■ Exercise prompt
Copy out each line of the listing that has the word "loaded" in it.

■ Information provided

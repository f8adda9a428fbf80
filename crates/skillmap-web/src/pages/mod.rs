//! Page components

mod index;
mod roadmap;

pub use index::RoadmapIndex;
pub use roadmap::RoadmapPage;
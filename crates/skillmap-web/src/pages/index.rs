//! Roadmap index page component

use crate::api::{fetch_roadmaps, RoadmapData};
use crate::app::use_site;
use leptos::prelude::*;
use leptos_router::components::A;

/// Roadmap index page
#[component]
pub fn RoadmapIndex() -> impl IntoView {
    let site = use_site();

    let roadmaps_resource = LocalResource::new(fetch_roadmaps);

    view! {
        <div class="page index-page">
            <div class="index-hero">
                <h1 class="index-title">{move || site.get().name}</h1>
                <p class="index-tagline">{move || site.get().tagline}</p>
            </div>

            <Suspense fallback=move || {
                view! { <div class="loading">"Loading roadmaps..."</div> }
            }>
                {move || {
                    roadmaps_resource
                        .get()
                        .map(|result| {
                            match result.as_ref() {
                                Ok(response) if response.roadmaps.is_empty() => {
                                    view! {
                                        <div class="empty-state">
                                            <p>"No roadmaps published yet."</p>
                                            <p class="hint">
                                                "Add descriptors to the content directory to see them here."
                                            </p>
                                        </div>
                                    }
                                        .into_any()
                                }
                                Ok(response) => {
                                    let roadmaps = response.roadmaps.clone();
                                    view! {
                                        <div class="roadmap-grid">
                                            <For
                                                each=move || roadmaps.clone()
                                                key=|roadmap| roadmap.id.clone()
                                                children=move |roadmap: RoadmapData| {
                                                    view! { <RoadmapCard roadmap=roadmap /> }
                                                }
                                            />
                                        </div>
                                    }
                                        .into_any()
                                }
                                Err(e) => {
                                    let error_msg = e.clone();
                                    view! {
                                        <div class="error-state">
                                            <p>"Failed to load roadmaps"</p>
                                            <p class="hint">{error_msg}</p>
                                        </div>
                                    }
                                        .into_any()
                                }
                            }
                        })
                }}

            </Suspense>
        </div>
    }
}

/// Single card in the index grid
#[component]
fn RoadmapCard(roadmap: RoadmapData) -> impl IntoView {
    let href = format!("/{}", roadmap.id);

    view! {
        <A href=href attr:class="roadmap-card">
            <h2 class="roadmap-card-title">{roadmap.title.clone()}</h2>
            <p class="roadmap-card-description">{roadmap.description.clone()}</p>
        </A>
    }
}
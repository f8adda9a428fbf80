//! Roadmap page component

use crate::api::fetch_roadmap;
use crate::components::{EmptyState, RoadmapPageHeader};
use leptos::prelude::*;
use leptos_router::hooks::use_params_map;

/// Roadmap page: header plus the roadmap canvas
#[component]
pub fn RoadmapPage() -> impl IntoView {
    let params = use_params_map();
    let roadmap_id = Memo::new(move |_| {
        params.with(|params| params.get("id").unwrap_or_default())
    });

    // Refetches when the route param changes
    let roadmap_resource = LocalResource::new(move || {
        let id = roadmap_id.get();
        async move { fetch_roadmap(&id).await }
    });

    view! {
        <div class="page roadmap-page">
            <Suspense fallback=move || {
                view! { <div class="loading">"Loading roadmap..."</div> }
            }>
                {move || {
                    roadmap_resource
                        .get()
                        .map(|result| {
                            match result.as_ref() {
                                Ok(roadmap) => {
                                    let roadmap = roadmap.clone();
                                    view! {
                                        <RoadmapPageHeader roadmap=roadmap />
                                        <section class="roadmap-body">
                                            <div class="roadmap-canvas">
                                                <p class="hint">
                                                    "The interactive roadmap canvas renders here."
                                                </p>
                                            </div>
                                        </section>
                                    }
                                        .into_any()
                                }
                                Err(e) => {
                                    let description =
                                        "We could not find a roadmap with that id.".to_string();
                                    view! {
                                        <EmptyState
                                            title="Roadmap not found"
                                            description=description
                                            hint=e.clone()
                                        />
                                    }
                                        .into_any()
                                }
                            }
                        })
                }}

            </Suspense>
        </div>
    }
}
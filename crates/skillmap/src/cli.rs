//! CLI commands for content inspection
//!
//! Provides list, show, and check formatting using ContentStore directly.

use comfy_table::{Cell, Color, ContentArrangement, Row, Table};
use skillmap_core::{ContentError, Roadmap, SiteConfig};
use skillmap_web::api::{has_partner_news, is_interactive};
use std::sync::Arc;

// ============================================================================
// Error Types
// ============================================================================

#[derive(Debug)]
pub enum CliError {
    NotFound {
        source: ContentError,
        loaded: usize,
    },
    AmbiguousId {
        prefix: String,
        count: usize,
        suggestions: String,
    },
}

impl std::fmt::Display for CliError {
    fn fmt(&self, f: &mut std::fmt::Formatter<'_>) -> std::fmt::Result {
        match self {
            CliError::NotFound { source, loaded } => {
                write!(f, "{} ({} roadmaps loaded)", source, loaded)
            }
            CliError::AmbiguousId {
                prefix,
                count,
                suggestions,
            } => {
                write!(
                    f,
                    "Ambiguous roadmap id '{}': matches {} roadmaps\n{}",
                    prefix, count, suggestions
                )
            }
        }
    }
}

impl std::error::Error for CliError {
    fn source(&self) -> Option<&(dyn std::error::Error + 'static)> {
        match self {
            CliError::NotFound { source, .. } => Some(source),
            CliError::AmbiguousId { .. } => None,
        }
    }
}

// ============================================================================
// Query Helpers
// ============================================================================

/// Find roadmap by exact id or unique prefix
pub fn find_roadmap(roadmaps: &[Arc<Roadmap>], id: &str) -> Result<Arc<Roadmap>, CliError> {
    // Try exact match first
    if let Some(roadmap) = roadmaps.iter().find(|r| r.id == id) {
        return Ok(Arc::clone(roadmap));
    }

    let matches: Vec<_> = roadmaps.iter().filter(|r| r.id.starts_with(id)).collect();

    match matches.len() {
        0 => Err(CliError::NotFound {
            source: ContentError::RoadmapNotFound { id: id.to_string() },
            loaded: roadmaps.len(),
        }),
        1 => Ok(Arc::clone(matches[0])),
        count => {
            let suggestions = matches
                .iter()
                .take(5)
                .map(|r| format!("  - {}", r.id))
                .collect::<Vec<_>>()
                .join("\n");
            Err(CliError::AmbiguousId {
                prefix: id.to_string(),
                count,
                suggestions,
            })
        }
    }
}

// ============================================================================
// Formatters
// ============================================================================

/// Format roadmaps as table (human) or JSON
pub fn format_roadmap_table(roadmaps: &[Arc<Roadmap>], json: bool, no_color: bool) -> String {
    if json {
        let plain: Vec<&Roadmap> = roadmaps.iter().map(|r| r.as_ref()).collect();
        return serde_json::to_string_pretty(&plain).unwrap_or_else(|_| "[]".to_string());
    }

    if roadmaps.is_empty() {
        return "No roadmaps loaded.".to_string();
    }

    let mut table = Table::new();
    table.set_content_arrangement(ContentArrangement::Dynamic);

    // Apply colors only if enabled
    if no_color {
        table.set_header(vec!["ID", "Title", "Featured", "Interactive", "Description"]);
    } else {
        table.set_header(vec![
            Cell::new("ID").fg(Color::Cyan),
            Cell::new("Title").fg(Color::Cyan),
            Cell::new("Featured").fg(Color::Cyan),
            Cell::new("Interactive").fg(Color::Cyan),
            Cell::new("Description").fg(Color::Cyan),
        ]);
    }

    for roadmap in roadmaps {
        let interactive = if is_interactive(&roadmap.id) {
            "yes"
        } else {
            "-"
        };
        let description = truncate(&roadmap.description, 48);

        table.add_row(Row::from(vec![
            roadmap.id.as_str(),
            &roadmap.title,
            &roadmap.featured_title,
            interactive,
            &description,
        ]));
    }

    table.to_string()
}

/// Format single roadmap info (human or JSON)
pub fn format_roadmap_info(roadmap: &Roadmap, site: &SiteConfig, json: bool) -> String {
    if json {
        return serde_json::to_string_pretty(roadmap).unwrap_or_else(|_| "{}".to_string());
    }

    let mut lines = vec![];
    lines.push(format!("ID:              {}", roadmap.id));
    lines.push(format!("Title:           {}", roadmap.title));
    lines.push(format!("Featured title:  {}", roadmap.featured_title));
    lines.push(format!("Description:     {}", roadmap.description));
    lines.push(format!("Page path:       /{}", roadmap.id));
    lines.push(format!(
        "Interactive:     {}",
        if is_interactive(&roadmap.id) {
            "yes"
        } else {
            "no"
        }
    ));
    lines.push(format!(
        "Partner news:    {}",
        if has_partner_news(&roadmap.id) {
            "yes"
        } else {
            "no"
        }
    ));
    lines.push(format!(
        "Suggest changes: {}?title=[Suggestion] {}",
        site.issue_url, roadmap.title
    ));

    lines.join("\n")
}

// ============================================================================
// Utilities
// ============================================================================

fn truncate(s: &str, max: usize) -> String {
    let char_count = s.chars().count();
    if char_count <= max {
        s.to_string()
    } else {
        // Use char-based truncation to avoid panicking on multi-byte characters
        s.chars().take(max - 1).collect::<String>() + "…"
    }
}

// ============================================================================
// Tests
// ============================================================================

■ Response area
        loaded: usize,
            CliError::NotFound { source, loaded } => {
                write!(f, "{} ({} roadmaps loaded)", source, loaded)
            loaded: roadmaps.len(),
        return "No roadmaps loaded.".to_string();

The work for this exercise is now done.